Tag Archives: Modernism

Viewpoint APA Was Too Afraid to Publish

Good theory leads to good planning and normative theory – without quantitative observation and validation using scientific method – is nothing more than subjective opinion masquerading as theoretical conjecture, says Mark David Major, senior planner in Nassau County, Florida, and former lecturer at The Bartlett School of Architecture and Planning, University College London.

VIEWPOINT

Holding up the bogeyman of the modernist architects of CIAM and their industrial age vernacular to deride scientific method and endorse normative theory in planning is a lot like suggesting a rape victim needs to date her attacker to get over the experience. While the metaphor may be shocking, it is not a casual choice.
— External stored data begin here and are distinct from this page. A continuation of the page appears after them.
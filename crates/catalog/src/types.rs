use serde::{Deserialize, Serialize};
use std::fmt;

/// Store-assigned identifier of a metric row.
pub type MetricId = u64;
/// Store-assigned identifier of a label row.
pub type LabelId = u64;
/// Store-assigned identifier of a template row.
pub type TemplateId = u64;

/// Template type used when the caller does not name one.
pub const DEFAULT_TEMPLATE_TYPE: &str = "promql";

/// Input for [`crate::CatalogBackend::upsert_metric`].
///
/// `name` is the natural key: writing an existing name replaces the
/// description, example query and embedding of that row and keeps its id.
#[derive(Debug, Clone, PartialEq, Serialize, Deserialize)]
pub struct NewMetric {
    pub name: String,
    pub description: Option<String>,
    pub example_query: Option<String>,
    pub embedding: Option<Vec<f32>>,
}

impl NewMetric {
    pub fn new<S: Into<String>>(name: S) -> Self {
        Self {
            name: name.into(),
            description: None,
            example_query: None,
            embedding: None,
        }
    }

    pub fn with_description<S: Into<String>>(mut self, description: S) -> Self {
        self.description = Some(description.into());
        self
    }

    pub fn with_example_query<S: Into<String>>(mut self, example_query: S) -> Self {
        self.example_query = Some(example_query.into());
        self
    }

    pub fn with_embedding(mut self, embedding: Vec<f32>) -> Self {
        self.embedding = Some(embedding);
        self
    }
}

/// A metric hydrated with the labels and templates it owns.
#[derive(Debug, Clone, PartialEq, Serialize, Deserialize)]
pub struct Metric {
    pub id: MetricId,
    pub name: String,
    pub description: Option<String>,
    pub example_query: Option<String>,
    #[serde(default, skip_serializing_if = "Option::is_none")]
    pub embedding: Option<Vec<f32>>,
    /// Ordered by label name.
    pub labels: Vec<Label>,
    /// Ordered by insertion.
    pub templates: Vec<Template>,
}

/// A dimension along which a metric's series are partitioned.
#[derive(Debug, Clone, PartialEq, Eq, Serialize, Deserialize)]
pub struct Label {
    pub id: LabelId,
    pub metric_id: MetricId,
    pub label_name: String,
    pub example_values: Option<String>,
}

/// A parameterized query associated with a metric.
#[derive(Debug, Clone, PartialEq, Eq, Serialize, Deserialize)]
pub struct Template {
    pub id: TemplateId,
    pub metric_id: MetricId,
    pub template: String,
    pub template_type: String,
    pub description: Option<String>,
}

/// Lookup key accepted by [`crate::CatalogBackend::get_metric`].
#[derive(Debug, Clone, PartialEq, Eq, Hash)]
pub enum MetricKey {
    Id(MetricId),
    Name(String),
}

impl From<MetricId> for MetricKey {
    fn from(id: MetricId) -> Self {
        MetricKey::Id(id)
    }
}

impl From<&str> for MetricKey {
    fn from(name: &str) -> Self {
        MetricKey::Name(name.to_string())
    }
}

impl From<String> for MetricKey {
    fn from(name: String) -> Self {
        MetricKey::Name(name)
    }
}

impl fmt::Display for MetricKey {
    fn fmt(&self, f: &mut fmt::Formatter<'_>) -> fmt::Result {
        match self {
            MetricKey::Id(id) => write!(f, "metric id {id}"),
            MetricKey::Name(name) => write!(f, "metric '{name}'"),
        }
    }
}

/// Row layout of a metric as persisted, without the owned rows.
#[derive(Debug, Clone, PartialEq, Serialize, Deserialize)]
pub(crate) struct MetricRow {
    pub id: MetricId,
    pub name: String,
    pub description: Option<String>,
    pub example_query: Option<String>,
    pub embedding: Option<Vec<f32>>,
}

impl MetricRow {
    pub(crate) fn hydrate(self, labels: Vec<Label>, templates: Vec<Template>) -> Metric {
        Metric {
            id: self.id,
            name: self.name,
            description: self.description,
            example_query: self.example_query,
            embedding: self.embedding,
            labels,
            templates,
        }
    }
}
Frank Lloyd Wright’s Broadacre City (1934-35) (Image: Frank Lloyd Wright Foundation).

Modernism was a normative theory. It was a theory that aspired to science in its assertions. However, Modernist theory fails even the most basic tests of being science. It was long on observation and way short on testing the theoretical conjectures arising from those observations. Without scientific method to test its conjectures, Modernism in its infancy never made the leap from normative to analytical theory. Instead, the subjective opinions of the CIAM architects and planners were embraced by several generations of professionals and put into practice in hundreds of cities. Today, for the most part, Modernist theory has finally been tested to destruction by our real world experience of its effects. It has made the transformation from normative to analytical theory and validated as a failure.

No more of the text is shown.